My biggest fear was that he was going to open up with the weapon. He wasn’t going to be able to aim at anybody in particular, because he was so drunk. But if he had it on full automatic, that’s 20 rounds, and God knows how many people he was gonna hit. Shep liked me, for some reason, so I assumed that he would not… That if he saw me, he was not going to want to aim the weapon at me, so I walked down the middle of the hooch, and he saw me coming, and I started talking to him. By this time, he was yelling and crying at the same time. As I got closer to him, he was actually looking at me, which is what I wanted him to do, because I knew he wasn’t going to fire if he was looking at me. I finally got up to him, and I took the rifle out of his hand. I didn’t have to do it violently. I just sort of took it away from him and got him into his bunk and put him to sleep. Next morning, he didn’t remember anything. And, thank God, we let it go.
BORN ON THE FOURTH OF JULY
This is based on a true story. Ron Kovic was paralyzed, and I guess it was one thing for him to be paralyzed, but it was another thing, what he went through in the VA hospital. I remember watching part of that movie and thinking, “My God, I’m glad that didn’t happen to me.” I mean, I don’t know if they exaggerated it, if it was really that bad… but I don’t think he had any reason to exaggerate it. He was hit in the spine, and it left him paralyzed from the waist down. It’s one thing to lose your legs, but it’s another thing to lose everything else that’s below the waist. And just… the way the guys were treated when they got into those VA hospitals in the New York system; they were just dumped into these systems, and the care there was so piss-poor. And after what these guys sacrificed, then to be treated that way, it’s just terrible.
I guess I don’t know.
I’ll tell one more story about my experience of the Tet Offensive… My company had set up a command center in one of the Saigon neighborhoods. From there we ran daily patrols. Late one afternoon a young Vietnamese man showed up seeking medical attention. His head was covered in blood and he had a deep laceration in his scalp. He didn’t speak much English but we assumed the wound was from shrapnel or a bullet graze. We figured he had been in the wrong place at the wrong time. So the medics brought him into the aid tent and started patching his injury.

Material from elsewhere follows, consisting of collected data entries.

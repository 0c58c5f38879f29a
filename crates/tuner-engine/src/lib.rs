pub mod adaptive;
pub mod classify;
pub mod controller;
pub mod engine;
pub mod error;
pub mod event;
pub mod fullscreen;
pub mod hls;
pub mod session;
pub mod sink;
pub mod volume;

pub use adaptive::{AdaptiveEngine, EngineHandle};
pub use classify::classify;
pub use engine::{EngineSettings, MediaPlaybackEngine, PlayerCapabilities};
pub use error::{PlayError, PlaybackError, SinkError};
pub use event::{event_channel, EngineSignal, EventReceiver, EventSender, Generation, PlayerEvent, SinkEvent};
pub use sink::{FullscreenPlatform, Sink, SinkCapabilities};
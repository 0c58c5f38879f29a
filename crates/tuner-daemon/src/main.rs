mod channels;
mod core;
mod mpv;
mod sink;
mod socket;
mod state;

use clap::Parser;
use tokio::sync::broadcast;
use tracing::info;
use tracing_subscriber::layer::SubscriberExt;
use tracing_subscriber::util::SubscriberInitExt;
use tuner_proto::config::{Config, PlayerKind};

#[derive(Debug, Clone)]
pub enum BroadcastMessage {
    StateUpdated,
    Log(String),
    /// A client command failed.
    Error(String),
}

/// A custom tracing layer that forwards log messages to the broadcast channel
struct BroadcastLayer {
    sender: broadcast::Sender<BroadcastMessage>,
}

impl BroadcastLayer {
    fn new(sender: broadcast::Sender<BroadcastMessage>) -> Self {
        Self { sender }
    }
}

impl<S> tracing_subscriber::Layer<S> for BroadcastLayer
where
    S: tracing::Subscriber,
{
    fn on_event(&self, event: &tracing::Event<'_>, _ctx: tracing_subscriber::layer::Context<'_, S>) {
        // Only WARN and ERROR reach clients
        let level = event.metadata().level();
        if !matches!(*level, tracing::Level::WARN | tracing::Level::ERROR) {
            return;
        }

        let mut message = String::new();
        let now = chrono::Local::now();
        message.push_str(&format!("{} ", now.format("%H:%M:%S")));
        message.push_str(&format!("[{}] ", level));

        let mut visitor = MessageVisitor(&mut message);
        event.record(&mut visitor);

        // No receivers is OK
        let _ = self.sender.send(BroadcastMessage::Log(message));
    }
}

struct MessageVisitor<'a>(&'a mut String);

impl<'a> tracing::field::Visit for MessageVisitor<'a> {
    fn record_debug(&mut self, field: &tracing::field::Field, value: &dyn std::fmt::Debug) {
        if field.name() == "message" {
            self.0.push_str(&format!("{:?}", value));
        } else {
            self.0.push_str(&format!(" {}={:?}", field.name(), value));
        }
    }
}

#[derive(Parser, Debug)]
#[command(name = "tunerd", version, about = "Radio/TV playback daemon")]
struct Args {
    /// Player kind, overrides `[player] kind`
    #[arg(long, value_enum)]
    kind: Option<KindArg>,

    /// Channel list URL or path, overrides `[channels] playlist`
    #[arg(long)]
    playlist: Option<String>,

    /// Control port, overrides `[daemon] port`
    #[arg(long)]
    port: Option<u16>,

    /// Look up mpv on PATH only
    #[arg(long)]
    use_system_deps: bool,
}

#[derive(clap::ValueEnum, Debug, Clone, Copy)]
enum KindArg {
    Radio,
    Tv,
}

impl From<KindArg> for PlayerKind {
    fn from(kind: KindArg) -> Self {
        match kind {
            KindArg::Radio => PlayerKind::Radio,
            KindArg::Tv => PlayerKind::Tv,
        }
    }
}

impl Args {
    fn apply(&self, config: &mut Config) {
        if let Some(kind) = self.kind {
            config.player.kind = kind.into();
        }
        if let Some(playlist) = &self.playlist {
            config.channels.playlist = playlist.clone();
        }
        if let Some(port) = self.port {
            config.daemon.port = port;
        }
    }
}

#[tokio::main]
async fn main() -> anyhow::Result<()> {
    let args = Args::parse();
    tuner_proto::platform::set_use_system_deps(args.use_system_deps);

    // Broadcast channel first so logging can use it
    let (broadcast_tx, _) = broadcast::channel::<BroadcastMessage>(100);

    let data_dir = tuner_proto::platform::data_dir();
    std::fs::create_dir_all(&data_dir)?;
    let log_path = data_dir.join("daemon.log");

    let log_file = std::fs::OpenOptions::new()
        .create(true)
        .append(true)
        .open(&log_path)?;

    let fmt_layer = tracing_subscriber::fmt::layer()
        .with_writer(log_file)
        .with_ansi(false);

    let broadcast_layer = BroadcastLayer::new(broadcast_tx.clone());

    tracing_subscriber::registry()
        .with(fmt_layer)
        .with(broadcast_layer)
        .with(
            tracing_subscriber::EnvFilter::try_from_default_env().unwrap_or_else(|_| {
                tracing_subscriber::EnvFilter::new("info,tuner_daemon=debug,tuner_engine=debug")
            }),
        )
        .init();

    info!("Log file: {:?}", log_path);

    let mut config = Config::load()?;
    info!("Config loaded from: {:?}", Config::config_path());
    args.apply(&mut config);

    // All client input funnels into DaemonCore
    let (event_tx, event_rx) = tokio::sync::mpsc::channel::<core::DaemonEvent>(256);

    let (daemon_core, player_rx) = core::DaemonCore::new(&config, broadcast_tx.clone()).await?;
    let state_manager = daemon_core.state_manager();

    let listener = socket::bind(&config.daemon.bind_address, config.daemon.port).await?;
    let _socket_handle = socket::start_server(listener, state_manager, event_tx.clone(), broadcast_tx.clone());

    let shutdown_tx = event_tx.clone();
    tokio::spawn(async move {
        if tokio::signal::ctrl_c().await.is_ok() {
            let _ = shutdown_tx.send(core::DaemonEvent::Shutdown).await;
        }
    });

    info!("Daemon initialised, running event loop");
    daemon_core.run(event_rx, player_rx).await?;

    Ok(())
}

#[cfg(test)]
mod tests {
    use super::*;

    #[test]
    fn test_flags_override_config() {
        let args = Args::parse_from(["tunerd", "--kind", "tv", "--port", "7000", "--playlist", "/tmp/x.m3u"]);
        let mut config = Config::default();
        args.apply(&mut config);
        assert_eq!(config.player.kind, PlayerKind::Tv);
        assert_eq!(config.daemon.port, 7000);
        assert_eq!(config.channels.playlist, "/tmp/x.m3u");
    }

    #[test]
    fn test_no_flags_keep_config() {
        let args = Args::parse_from(["tunerd"]);
        let mut config = Config::default();
        args.apply(&mut config);
        assert_eq!(config.player.kind, PlayerKind::Radio);
        assert!(!args.use_system_deps);
    }
}
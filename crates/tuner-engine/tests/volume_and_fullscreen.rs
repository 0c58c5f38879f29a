mod common;

use std::sync::{Arc, Mutex};

use common::{radio, tv, FakeFullscreen, FullscreenCalls, Harness, SinkCall};
use tuner_engine::{Generation, PlayerEvent, SinkError, SinkEvent};
use tuner_proto::protocol::PlaybackState;

#[tokio::test]
async fn set_volume_zero_does_not_mute() {
    let mut h = Harness::new(radio());
    h.player.set_volume(0.0);
    h.pump();

    let volume = h.player.volume();
    assert_eq!(volume.level, 0.0);
    assert!(!volume.muted);
    assert_eq!(h.probe.count(|c| matches!(c, SinkCall::SetMuted(_))), 0);
}

#[tokio::test]
async fn set_volume_normalises_percent() {
    let mut h = Harness::new(radio());
    h.player.set_volume(35.0);
    h.pump();
    assert_eq!(h.probe.count(|c| *c == SinkCall::SetVolume(0.35)), 1);
    assert_eq!(h.player.volume().percent(), 35);

    h.player.set_volume(250.0);
    h.pump();
    assert_eq!(h.player.volume().level, 1.0);
}

#[tokio::test]
async fn volume_state_follows_sink_notifications_only() {
    let mut h = Harness::new(radio());
    let before = h.player.volume();
    h.player.set_volume(20.0);
    // Not applied until the sink reports back.
    assert_eq!(h.player.volume(), before);
    h.pump();
    assert_eq!(h.player.volume().level, 0.2);

    // Sink-originated change (e.g. system mixer).
    h.probe.emit(SinkEvent::VolumeChanged {
        level: 0.9,
        muted: true,
    });
    h.pump();
    assert_eq!(h.player.volume().level, 0.9);
    assert!(h.player.volume().muted);
}

#[tokio::test]
async fn mute_and_level_are_independent() {
    let mut h = Harness::new(radio());
    h.player.set_volume(60.0);
    h.player.toggle_mute();
    h.pump();
    assert!(h.player.volume().muted);
    assert_eq!(h.player.volume().level, 0.6);

    h.player.set_volume(10.0);
    h.pump();
    assert!(h.player.volume().muted, "level change leaves mute alone");

    h.player.set_muted(false);
    h.pump();
    assert!(!h.player.volume().muted);
    assert_eq!(h.player.volume().level, 0.1);
}

#[tokio::test]
async fn volume_works_before_any_source_and_across_sessions() {
    let mut h = Harness::new(radio());
    h.player.set_volume(40.0);
    h.pump();
    assert_eq!(h.player.volume().level, 0.4);

    h.player.select_source("http://a/stream.mp3");
    h.player.set_volume(50.0);
    h.pump();
    assert_eq!(h.player.volume().level, 0.5);
    assert_eq!(h.player.state(), &PlaybackState::Loading);
}

#[tokio::test]
async fn stale_volume_notification_is_dropped() {
    let mut h = Harness::new(radio());
    h.player.select_source("http://a/one.mp3");
    h.player.select_source("http://a/two.mp3");
    h.probe.emit_for(
        Generation::new(1),
        SinkEvent::VolumeChanged {
            level: 0.05,
            muted: true,
        },
    );
    h.pump();
    assert!(!h.player.volume().muted);
}

fn fullscreen_tv() -> (Harness, Arc<Mutex<FullscreenCalls>>) {
    let calls = Arc::new(Mutex::new(FullscreenCalls::default()));
    let h = Harness::with_fullscreen(tv(), Box::new(FakeFullscreen(calls.clone())));
    (h, calls)
}

#[tokio::test]
async fn fullscreen_follows_platform_notifications() {
    let (mut h, calls) = fullscreen_tv();

    h.player.enter_fullscreen().expect("supported");
    assert_eq!(calls.lock().unwrap().requests, 1);
    assert!(!h.player.snapshot().fullscreen, "request alone changes nothing");

    assert!(h.inject(PlayerEvent::FullscreenChanged(true)));
    assert!(h.player.snapshot().fullscreen);

    // User left fullscreen through the platform, not through the player.
    assert!(h.inject(PlayerEvent::FullscreenChanged(false)));
    assert!(!h.player.snapshot().fullscreen);
    assert_eq!(calls.lock().unwrap().exits, 0);
}

#[tokio::test]
async fn fullscreen_toggle_and_exit() {
    let (mut h, calls) = fullscreen_tv();
    h.player.toggle_fullscreen().expect("supported");
    h.inject(PlayerEvent::FullscreenChanged(true));
    h.player.toggle_fullscreen().expect("supported");
    assert_eq!(calls.lock().unwrap().exits, 1);
    h.inject(PlayerEvent::FullscreenChanged(false));
    assert!(!h.player.is_fullscreen());

    h.player.exit_fullscreen().expect("supported");
    assert_eq!(calls.lock().unwrap().exits, 2);
}

#[tokio::test]
async fn audio_player_has_no_fullscreen() {
    let calls = Arc::new(Mutex::new(FullscreenCalls::default()));
    let mut h = Harness::with_fullscreen(radio(), Box::new(FakeFullscreen(calls.clone())));

    assert_eq!(h.player.enter_fullscreen(), Err(SinkError::Unsupported));
    assert!(!h.inject(PlayerEvent::FullscreenChanged(true)));
    assert_eq!(calls.lock().unwrap().requests, 0);
}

Next thing we hear is a woman screaming. There is a young Vietnamese woman standing at the camp perimeter yelling and pointing at the aid tent. She is pointing to our bloody young man. In her hand she is carrying a huge cast-iron frying pan. She was the one who had inflicted the wound. She was in a mood to finish the job. She was not going to be satisfied until she had humpty-dumptied his skull. I have no idea what this guy had done to get her this riled. But she wanted blood... and maybe even a brain.
To this day I’m still amazed by this entire incident. In the middle of the chaos that was Tet, these two people decided to start a private war. I guess if the world is in collapse around you, a skillet on the skull can seem like an appropriate response.